- **Task to complete**: Only these lines of the data below are wanted: the one with "pub fn events(&self)", the one with "runtime so spawned", and any lines between them, each repeated exactly.

Records from a dataset:
========
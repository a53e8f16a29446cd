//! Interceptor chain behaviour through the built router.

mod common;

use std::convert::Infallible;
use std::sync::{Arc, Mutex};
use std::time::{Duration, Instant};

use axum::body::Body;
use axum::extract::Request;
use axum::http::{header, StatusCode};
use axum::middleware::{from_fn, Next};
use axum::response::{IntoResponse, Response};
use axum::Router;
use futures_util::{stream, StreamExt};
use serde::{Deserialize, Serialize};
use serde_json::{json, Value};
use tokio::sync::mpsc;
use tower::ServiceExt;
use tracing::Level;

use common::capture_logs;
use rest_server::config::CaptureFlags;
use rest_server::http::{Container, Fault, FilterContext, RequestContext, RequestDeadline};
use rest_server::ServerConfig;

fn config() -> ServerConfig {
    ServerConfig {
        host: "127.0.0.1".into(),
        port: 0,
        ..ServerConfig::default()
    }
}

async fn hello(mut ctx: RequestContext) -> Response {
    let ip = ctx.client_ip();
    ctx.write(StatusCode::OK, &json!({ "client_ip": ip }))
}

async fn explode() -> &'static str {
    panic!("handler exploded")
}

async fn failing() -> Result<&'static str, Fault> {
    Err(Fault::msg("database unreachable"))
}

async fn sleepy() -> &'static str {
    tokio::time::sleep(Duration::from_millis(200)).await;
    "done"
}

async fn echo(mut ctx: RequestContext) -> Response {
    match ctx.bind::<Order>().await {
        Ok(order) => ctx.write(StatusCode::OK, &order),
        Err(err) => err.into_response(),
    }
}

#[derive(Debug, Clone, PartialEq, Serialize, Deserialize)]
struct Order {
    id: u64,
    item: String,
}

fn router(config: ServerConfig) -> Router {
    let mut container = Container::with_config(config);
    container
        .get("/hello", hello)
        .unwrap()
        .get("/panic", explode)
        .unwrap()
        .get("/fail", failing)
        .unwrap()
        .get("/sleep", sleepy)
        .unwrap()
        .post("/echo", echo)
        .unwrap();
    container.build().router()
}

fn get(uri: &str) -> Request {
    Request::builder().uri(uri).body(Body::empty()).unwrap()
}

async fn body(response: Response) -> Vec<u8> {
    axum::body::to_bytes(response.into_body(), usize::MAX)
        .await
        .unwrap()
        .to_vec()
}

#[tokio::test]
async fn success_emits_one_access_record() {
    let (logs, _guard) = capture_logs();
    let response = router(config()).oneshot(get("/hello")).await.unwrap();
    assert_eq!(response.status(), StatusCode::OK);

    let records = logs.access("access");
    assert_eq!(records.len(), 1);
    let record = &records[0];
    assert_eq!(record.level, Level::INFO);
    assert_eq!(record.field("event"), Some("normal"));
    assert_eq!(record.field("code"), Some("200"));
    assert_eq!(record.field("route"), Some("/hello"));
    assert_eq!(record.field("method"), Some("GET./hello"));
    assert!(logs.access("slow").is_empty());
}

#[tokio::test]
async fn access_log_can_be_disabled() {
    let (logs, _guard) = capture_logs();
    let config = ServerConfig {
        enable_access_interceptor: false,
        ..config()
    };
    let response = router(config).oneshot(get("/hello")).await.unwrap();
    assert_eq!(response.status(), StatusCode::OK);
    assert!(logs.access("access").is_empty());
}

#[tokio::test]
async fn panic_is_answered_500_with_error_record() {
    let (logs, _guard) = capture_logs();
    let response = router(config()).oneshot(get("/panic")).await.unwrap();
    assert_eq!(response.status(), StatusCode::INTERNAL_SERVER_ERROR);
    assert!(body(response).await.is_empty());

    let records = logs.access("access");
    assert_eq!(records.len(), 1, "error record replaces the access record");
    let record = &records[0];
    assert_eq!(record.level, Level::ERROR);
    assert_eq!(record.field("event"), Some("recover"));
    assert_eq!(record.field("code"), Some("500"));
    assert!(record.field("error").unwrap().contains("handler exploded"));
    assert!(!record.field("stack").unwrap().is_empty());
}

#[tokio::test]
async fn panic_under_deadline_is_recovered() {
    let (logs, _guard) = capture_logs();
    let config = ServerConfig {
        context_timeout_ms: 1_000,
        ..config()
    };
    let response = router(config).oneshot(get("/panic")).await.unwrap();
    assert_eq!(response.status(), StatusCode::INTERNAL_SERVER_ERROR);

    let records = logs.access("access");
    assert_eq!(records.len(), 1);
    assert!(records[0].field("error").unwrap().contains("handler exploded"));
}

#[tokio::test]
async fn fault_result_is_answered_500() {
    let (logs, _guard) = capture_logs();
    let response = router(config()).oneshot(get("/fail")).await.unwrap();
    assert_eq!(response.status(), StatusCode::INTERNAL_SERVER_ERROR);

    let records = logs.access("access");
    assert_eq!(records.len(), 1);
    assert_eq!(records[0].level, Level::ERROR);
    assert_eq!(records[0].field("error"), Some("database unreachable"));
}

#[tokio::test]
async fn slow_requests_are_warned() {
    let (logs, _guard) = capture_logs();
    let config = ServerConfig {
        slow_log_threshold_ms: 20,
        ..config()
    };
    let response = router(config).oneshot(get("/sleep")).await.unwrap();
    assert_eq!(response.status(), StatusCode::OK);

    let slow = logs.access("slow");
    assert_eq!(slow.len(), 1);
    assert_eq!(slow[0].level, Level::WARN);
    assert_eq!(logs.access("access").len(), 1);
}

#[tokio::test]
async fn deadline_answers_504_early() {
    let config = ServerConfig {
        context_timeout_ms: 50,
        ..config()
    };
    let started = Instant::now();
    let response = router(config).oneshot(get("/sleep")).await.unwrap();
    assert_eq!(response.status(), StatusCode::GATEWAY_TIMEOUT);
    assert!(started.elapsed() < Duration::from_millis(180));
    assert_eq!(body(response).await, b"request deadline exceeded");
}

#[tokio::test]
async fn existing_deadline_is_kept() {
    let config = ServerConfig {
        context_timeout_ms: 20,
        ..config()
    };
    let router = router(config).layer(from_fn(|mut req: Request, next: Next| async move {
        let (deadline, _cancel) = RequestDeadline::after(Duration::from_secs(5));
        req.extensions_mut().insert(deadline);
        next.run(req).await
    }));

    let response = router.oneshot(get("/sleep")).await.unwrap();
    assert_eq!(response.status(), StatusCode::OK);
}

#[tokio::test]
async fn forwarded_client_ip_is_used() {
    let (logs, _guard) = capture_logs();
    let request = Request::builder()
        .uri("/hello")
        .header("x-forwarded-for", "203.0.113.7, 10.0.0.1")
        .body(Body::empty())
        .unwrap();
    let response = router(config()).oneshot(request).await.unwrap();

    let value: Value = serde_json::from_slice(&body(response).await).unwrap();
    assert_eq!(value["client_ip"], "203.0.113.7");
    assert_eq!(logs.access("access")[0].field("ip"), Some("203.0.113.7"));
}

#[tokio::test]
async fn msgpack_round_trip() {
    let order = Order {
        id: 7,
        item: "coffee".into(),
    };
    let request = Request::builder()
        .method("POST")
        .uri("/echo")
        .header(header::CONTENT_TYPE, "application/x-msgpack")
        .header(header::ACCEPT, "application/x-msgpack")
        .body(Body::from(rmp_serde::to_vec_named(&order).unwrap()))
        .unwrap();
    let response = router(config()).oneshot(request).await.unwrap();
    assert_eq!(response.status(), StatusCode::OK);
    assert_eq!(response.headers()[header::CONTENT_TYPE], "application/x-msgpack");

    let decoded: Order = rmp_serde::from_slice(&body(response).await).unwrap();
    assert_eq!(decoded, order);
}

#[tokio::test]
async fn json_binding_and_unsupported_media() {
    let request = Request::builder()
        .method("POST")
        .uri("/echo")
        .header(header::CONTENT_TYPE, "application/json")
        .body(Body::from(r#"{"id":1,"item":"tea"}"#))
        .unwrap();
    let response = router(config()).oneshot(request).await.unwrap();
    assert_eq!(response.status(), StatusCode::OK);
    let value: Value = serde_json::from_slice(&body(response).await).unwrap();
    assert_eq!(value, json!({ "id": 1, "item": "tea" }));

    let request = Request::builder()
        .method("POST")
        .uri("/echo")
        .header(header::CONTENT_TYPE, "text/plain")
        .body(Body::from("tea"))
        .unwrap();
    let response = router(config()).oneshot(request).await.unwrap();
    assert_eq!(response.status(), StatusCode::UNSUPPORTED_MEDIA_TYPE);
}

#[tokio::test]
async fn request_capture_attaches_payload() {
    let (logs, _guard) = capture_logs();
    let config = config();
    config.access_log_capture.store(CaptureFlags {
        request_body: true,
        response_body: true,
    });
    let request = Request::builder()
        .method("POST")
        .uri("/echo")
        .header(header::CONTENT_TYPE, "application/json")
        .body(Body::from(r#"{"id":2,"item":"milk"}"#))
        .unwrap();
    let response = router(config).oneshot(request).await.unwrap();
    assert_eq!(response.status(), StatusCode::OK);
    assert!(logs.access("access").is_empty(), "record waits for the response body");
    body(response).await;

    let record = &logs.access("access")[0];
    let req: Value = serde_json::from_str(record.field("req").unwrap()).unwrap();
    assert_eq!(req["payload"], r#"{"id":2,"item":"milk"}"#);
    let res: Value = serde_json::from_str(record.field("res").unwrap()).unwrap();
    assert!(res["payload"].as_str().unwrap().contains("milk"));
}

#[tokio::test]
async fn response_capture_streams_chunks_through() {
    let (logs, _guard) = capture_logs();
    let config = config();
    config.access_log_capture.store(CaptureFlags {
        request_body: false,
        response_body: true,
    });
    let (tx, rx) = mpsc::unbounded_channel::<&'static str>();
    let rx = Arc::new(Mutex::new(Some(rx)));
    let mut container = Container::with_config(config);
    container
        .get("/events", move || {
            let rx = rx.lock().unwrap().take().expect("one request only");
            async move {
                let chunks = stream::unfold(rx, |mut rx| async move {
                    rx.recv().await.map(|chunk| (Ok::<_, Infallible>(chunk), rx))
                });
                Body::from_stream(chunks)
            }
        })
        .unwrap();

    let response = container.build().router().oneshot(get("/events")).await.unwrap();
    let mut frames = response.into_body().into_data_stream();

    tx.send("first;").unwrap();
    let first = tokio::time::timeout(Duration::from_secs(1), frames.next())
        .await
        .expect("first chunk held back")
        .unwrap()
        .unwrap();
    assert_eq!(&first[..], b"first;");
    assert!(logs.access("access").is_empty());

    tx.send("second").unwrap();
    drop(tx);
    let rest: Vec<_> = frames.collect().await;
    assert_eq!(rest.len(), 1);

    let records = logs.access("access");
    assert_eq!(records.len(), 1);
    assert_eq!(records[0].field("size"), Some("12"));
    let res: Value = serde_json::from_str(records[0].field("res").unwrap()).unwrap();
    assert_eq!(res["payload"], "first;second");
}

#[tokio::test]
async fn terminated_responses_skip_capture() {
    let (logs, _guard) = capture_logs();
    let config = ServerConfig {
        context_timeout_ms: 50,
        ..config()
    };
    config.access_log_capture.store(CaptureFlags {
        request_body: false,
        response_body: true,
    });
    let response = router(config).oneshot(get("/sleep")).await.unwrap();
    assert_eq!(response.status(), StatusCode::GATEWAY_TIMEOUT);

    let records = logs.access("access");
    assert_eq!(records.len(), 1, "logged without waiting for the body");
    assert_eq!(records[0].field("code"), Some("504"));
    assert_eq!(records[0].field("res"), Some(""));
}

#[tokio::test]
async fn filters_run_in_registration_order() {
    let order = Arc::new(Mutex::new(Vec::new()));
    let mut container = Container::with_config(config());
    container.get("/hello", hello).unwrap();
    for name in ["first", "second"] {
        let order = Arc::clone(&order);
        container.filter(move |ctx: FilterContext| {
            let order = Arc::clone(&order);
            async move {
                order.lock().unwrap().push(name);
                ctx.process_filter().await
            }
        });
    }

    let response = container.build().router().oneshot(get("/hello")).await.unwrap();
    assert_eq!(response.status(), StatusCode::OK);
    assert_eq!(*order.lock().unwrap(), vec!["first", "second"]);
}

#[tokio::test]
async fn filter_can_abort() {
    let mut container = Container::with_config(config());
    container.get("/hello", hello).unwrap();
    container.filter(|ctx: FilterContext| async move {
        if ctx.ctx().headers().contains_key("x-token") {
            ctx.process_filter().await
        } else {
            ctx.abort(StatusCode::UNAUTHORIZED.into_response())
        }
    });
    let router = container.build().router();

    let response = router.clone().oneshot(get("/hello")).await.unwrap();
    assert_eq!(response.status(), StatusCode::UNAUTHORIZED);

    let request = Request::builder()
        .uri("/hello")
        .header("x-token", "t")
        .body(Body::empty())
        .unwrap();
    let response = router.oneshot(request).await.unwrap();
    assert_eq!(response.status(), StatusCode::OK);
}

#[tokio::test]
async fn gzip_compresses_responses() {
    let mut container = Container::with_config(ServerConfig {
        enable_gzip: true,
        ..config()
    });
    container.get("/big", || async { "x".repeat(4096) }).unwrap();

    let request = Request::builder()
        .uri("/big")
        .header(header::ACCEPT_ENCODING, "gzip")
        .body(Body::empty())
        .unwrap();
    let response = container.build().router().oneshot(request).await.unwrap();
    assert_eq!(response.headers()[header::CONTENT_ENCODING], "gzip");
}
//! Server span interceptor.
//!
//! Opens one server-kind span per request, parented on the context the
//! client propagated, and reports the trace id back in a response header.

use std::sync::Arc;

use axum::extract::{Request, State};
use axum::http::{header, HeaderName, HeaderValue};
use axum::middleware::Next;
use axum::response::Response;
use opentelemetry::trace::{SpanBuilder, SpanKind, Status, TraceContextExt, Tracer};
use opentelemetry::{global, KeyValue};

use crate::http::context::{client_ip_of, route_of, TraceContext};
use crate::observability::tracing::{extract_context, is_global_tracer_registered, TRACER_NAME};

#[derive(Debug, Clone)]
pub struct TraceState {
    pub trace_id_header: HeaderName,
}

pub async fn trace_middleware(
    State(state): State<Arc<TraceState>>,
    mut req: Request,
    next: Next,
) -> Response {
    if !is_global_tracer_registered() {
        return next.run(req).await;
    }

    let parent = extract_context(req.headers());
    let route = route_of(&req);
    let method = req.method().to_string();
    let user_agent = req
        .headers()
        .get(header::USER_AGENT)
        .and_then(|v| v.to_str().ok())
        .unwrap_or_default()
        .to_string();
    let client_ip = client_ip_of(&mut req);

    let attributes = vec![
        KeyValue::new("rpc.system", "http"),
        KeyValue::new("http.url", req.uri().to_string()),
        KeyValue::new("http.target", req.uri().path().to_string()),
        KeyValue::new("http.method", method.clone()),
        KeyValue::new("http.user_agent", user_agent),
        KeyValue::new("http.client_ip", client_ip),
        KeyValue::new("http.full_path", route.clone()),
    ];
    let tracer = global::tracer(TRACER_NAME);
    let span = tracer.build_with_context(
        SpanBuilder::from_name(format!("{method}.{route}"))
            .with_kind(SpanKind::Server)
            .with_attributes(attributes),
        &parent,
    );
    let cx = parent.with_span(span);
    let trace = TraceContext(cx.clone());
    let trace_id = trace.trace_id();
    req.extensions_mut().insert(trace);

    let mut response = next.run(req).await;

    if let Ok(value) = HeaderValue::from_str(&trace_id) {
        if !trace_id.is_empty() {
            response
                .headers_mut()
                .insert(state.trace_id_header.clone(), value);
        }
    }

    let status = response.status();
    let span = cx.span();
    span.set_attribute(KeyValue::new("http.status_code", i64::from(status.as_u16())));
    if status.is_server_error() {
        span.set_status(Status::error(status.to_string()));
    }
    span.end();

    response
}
========
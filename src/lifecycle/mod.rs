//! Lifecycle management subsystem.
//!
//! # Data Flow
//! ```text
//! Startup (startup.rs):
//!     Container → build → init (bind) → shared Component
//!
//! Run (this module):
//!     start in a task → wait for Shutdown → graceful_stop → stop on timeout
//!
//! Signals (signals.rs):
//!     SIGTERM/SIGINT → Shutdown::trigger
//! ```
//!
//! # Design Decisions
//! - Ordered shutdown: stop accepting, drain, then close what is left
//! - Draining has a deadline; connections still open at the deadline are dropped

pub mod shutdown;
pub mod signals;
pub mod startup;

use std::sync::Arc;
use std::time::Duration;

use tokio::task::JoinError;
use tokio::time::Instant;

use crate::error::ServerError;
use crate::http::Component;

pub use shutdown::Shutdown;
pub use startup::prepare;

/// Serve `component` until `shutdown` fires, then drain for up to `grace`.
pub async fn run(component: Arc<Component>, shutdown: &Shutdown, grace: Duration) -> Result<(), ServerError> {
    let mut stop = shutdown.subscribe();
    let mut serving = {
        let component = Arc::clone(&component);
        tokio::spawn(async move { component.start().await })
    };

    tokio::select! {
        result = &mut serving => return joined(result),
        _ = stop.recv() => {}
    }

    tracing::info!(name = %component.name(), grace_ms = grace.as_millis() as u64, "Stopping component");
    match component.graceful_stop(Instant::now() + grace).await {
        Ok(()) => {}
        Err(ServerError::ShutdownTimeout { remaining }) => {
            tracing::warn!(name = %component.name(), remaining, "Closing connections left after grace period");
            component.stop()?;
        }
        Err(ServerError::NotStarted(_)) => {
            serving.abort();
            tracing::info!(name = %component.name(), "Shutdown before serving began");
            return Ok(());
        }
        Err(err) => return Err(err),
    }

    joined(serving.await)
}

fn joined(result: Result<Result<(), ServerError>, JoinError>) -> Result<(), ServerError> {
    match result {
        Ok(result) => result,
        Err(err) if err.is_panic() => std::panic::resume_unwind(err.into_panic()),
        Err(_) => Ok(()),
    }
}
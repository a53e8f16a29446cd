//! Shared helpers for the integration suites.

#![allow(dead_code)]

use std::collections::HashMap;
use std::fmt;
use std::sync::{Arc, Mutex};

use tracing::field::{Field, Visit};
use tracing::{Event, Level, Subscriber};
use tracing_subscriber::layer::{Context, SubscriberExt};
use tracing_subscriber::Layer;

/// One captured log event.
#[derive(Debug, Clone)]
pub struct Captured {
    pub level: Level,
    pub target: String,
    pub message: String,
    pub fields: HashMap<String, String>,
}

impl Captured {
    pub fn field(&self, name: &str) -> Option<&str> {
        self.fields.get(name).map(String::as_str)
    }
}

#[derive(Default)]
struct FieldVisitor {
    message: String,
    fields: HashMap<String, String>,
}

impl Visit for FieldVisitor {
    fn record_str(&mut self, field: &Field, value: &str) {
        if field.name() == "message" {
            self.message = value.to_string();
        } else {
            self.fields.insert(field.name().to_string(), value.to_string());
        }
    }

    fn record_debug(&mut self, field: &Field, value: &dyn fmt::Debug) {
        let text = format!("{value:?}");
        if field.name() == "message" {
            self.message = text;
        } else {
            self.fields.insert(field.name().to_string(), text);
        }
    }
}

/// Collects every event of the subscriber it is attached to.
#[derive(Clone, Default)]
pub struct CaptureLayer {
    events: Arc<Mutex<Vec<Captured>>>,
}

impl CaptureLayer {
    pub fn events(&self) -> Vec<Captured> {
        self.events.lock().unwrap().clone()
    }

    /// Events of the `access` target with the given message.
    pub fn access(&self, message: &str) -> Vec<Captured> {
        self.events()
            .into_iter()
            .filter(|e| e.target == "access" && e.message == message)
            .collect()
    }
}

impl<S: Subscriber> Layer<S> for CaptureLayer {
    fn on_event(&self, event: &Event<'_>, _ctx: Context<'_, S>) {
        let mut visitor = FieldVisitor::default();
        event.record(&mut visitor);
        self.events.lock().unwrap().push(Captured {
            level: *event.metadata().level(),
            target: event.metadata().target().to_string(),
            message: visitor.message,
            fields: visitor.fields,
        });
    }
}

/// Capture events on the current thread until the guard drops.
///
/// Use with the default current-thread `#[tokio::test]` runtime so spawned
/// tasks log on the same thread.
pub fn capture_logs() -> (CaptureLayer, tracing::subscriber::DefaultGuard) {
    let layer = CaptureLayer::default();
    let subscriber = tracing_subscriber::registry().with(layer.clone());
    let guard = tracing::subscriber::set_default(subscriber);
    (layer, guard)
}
========
- **Response**:
    pub fn events(&self) -> Vec<Captured> {
        self.events.lock().unwrap().clone()
    }

    /// Events of the `access` target with the given message.
    pub fn access(&self, message: &str) -> Vec<Captured> {
        self.events()
            .into_iter()
            .filter(|e| e.target == "access" && e.message == message)
            .collect()
    }
}

impl<S: Subscriber> Layer<S> for CaptureLayer {
    fn on_event(&self, event: &Event<'_>, _ctx: Context<'_, S>) {
        let mut visitor = FieldVisitor::default();
        event.record(&mut visitor);
        self.events.lock().unwrap().push(Captured {
            level: *event.metadata().level(),
            target: event.metadata().target().to_string(),
            message: visitor.message,
            fields: visitor.fields,
        });
    }
}

/// Capture events on the current thread until the guard drops.
///
/// Use with the default current-thread `#[tokio::test]` runtime so spawned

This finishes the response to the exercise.